The others had indeed made extraordinary purchases, which tended to fall into one of two categories (two categories that seem to hold up upon perusing the #sandysnacks search results on Twitter). On one side were people who coddled themselves with childhood treats: Campbell’s Chunky Soup (“which I haven’t really eaten since I was a kid”), Pirouline wafer cookies (“because life is short and you don’t want to regret having too few Piroulines”), brownie mix (“a good storm calls for brownies”). My purchases fall into this category; I realized only after I got home and started thinking about it that all my unusual groceries are things I associate with my parents’ kitchen. (I have not even gotten into the alcohol situation: Questlove’s much retweeted observation that all the women in his life were “making the acquiring of Wine the main #Frankenstorm priority” certainly jibes with the 2,250 milliliters of red sitting on my kitchen table.)
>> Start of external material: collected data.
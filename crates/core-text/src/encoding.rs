//! Byte-level character access for the three supported encodings.

use core_terminal::{output_width, utf8};

#[derive(Debug, Clone, Copy, PartialEq, Eq, Default)]
pub enum Encoding {
    #[default]
    Ascii,
    EightBit,
    Utf8,
}

impl Encoding {
    pub fn is_utf8(self) -> bool {
        matches!(self, Encoding::Utf8)
    }
}

/// Byte position of the character after the one at `pos`.
pub fn next_pos(s: &[u8], pos: usize, encoding: Encoding) -> usize {
    if encoding.is_utf8() {
        pos + utf8::seq_len(s[pos])
    } else {
        pos + 1
    }
}

/// Code point of the character at byte `pos`.
pub fn char_at(s: &[u8], pos: usize, encoding: Encoding) -> u32 {
    if encoding.is_utf8() {
        utf8::decode(&s[pos..])
    } else {
        u32::from(s[pos])
    }
}

/// Display width of the character at byte `pos`.
pub fn char_width_at(s: &[u8], pos: usize, encoding: Encoding) -> usize {
    output_width(char_at(s, pos, encoding))
}

/// Number of logical characters in `s`.
pub fn char_len(s: &[u8], encoding: Encoding) -> usize {
    if encoding.is_utf8() {
        utf8::str_len(s)
    } else {
        s.len()
    }
}

#[cfg(test)]
mod tests {
    use super::*;

    #[test]
    fn utf8_steps_whole_sequences() {
        let s = "aé€".as_bytes();
        assert_eq!(next_pos(s, 0, Encoding::Utf8), 1);
        assert_eq!(next_pos(s, 1, Encoding::Utf8), 3);
        assert_eq!(char_at(s, 1, Encoding::Utf8), u32::from('é'));
        assert_eq!(char_len(s, Encoding::Utf8), 3);
        assert_eq!(char_len(s, Encoding::EightBit), 6);
    }
}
The other group, I was impressed to discover, made decidedly grown-up purchases. “There was no fresh bread left at the supermarket so I bought flour and yeast, and a no-knead loaf I started yesterday is baking now,” reported one coworker breezily. Another went gangbusters stocking his pantry with homemade fare, including French bread, chicken soup, pizza, and hummus. A third bought oatmeal for the first time in his life. (“Completely irrational purchase,” he admitted. “I have no way of heating the water up if the power goes out.”)

Irrational is right, of course: People don’t tend to think clearly in times of crisis, especially when surrounded by panicking crowds. (I grabbed my chocolate bars shortly after a woman strode into my local supermarket and bellowed alarmedly, “Where’s the water?” Anxiety is contagious.) Whether you regress into juvenescence or double down the role of responsible adult is, I suppose, a reflection of deep-seated psychological needs: whether you want to be taken care of or to be a caretaker. Over at Time, Josh Ozersky sees moral ugliness in the haphazard, spree-like way affluent urbanites have stocked their kitchens. “It became obvious to me that New Yorkers weren’t interest so much in stocking up against disaster as having a staycation,” he writes.

I see it less as “sociopathy,” to use Ozersky’s self-flagellating word, and more as a talisman against disaster, an oblation for a secular age. Nobody is going to survive a true catastrophe on cookies, or peanut butter, or even homemade bread. But things can’t possibly get that bad if our kitchens are full of such special treats, right? So goes this contemporary, culinary line of magical thinking.

What special treats did you buy for Sandy?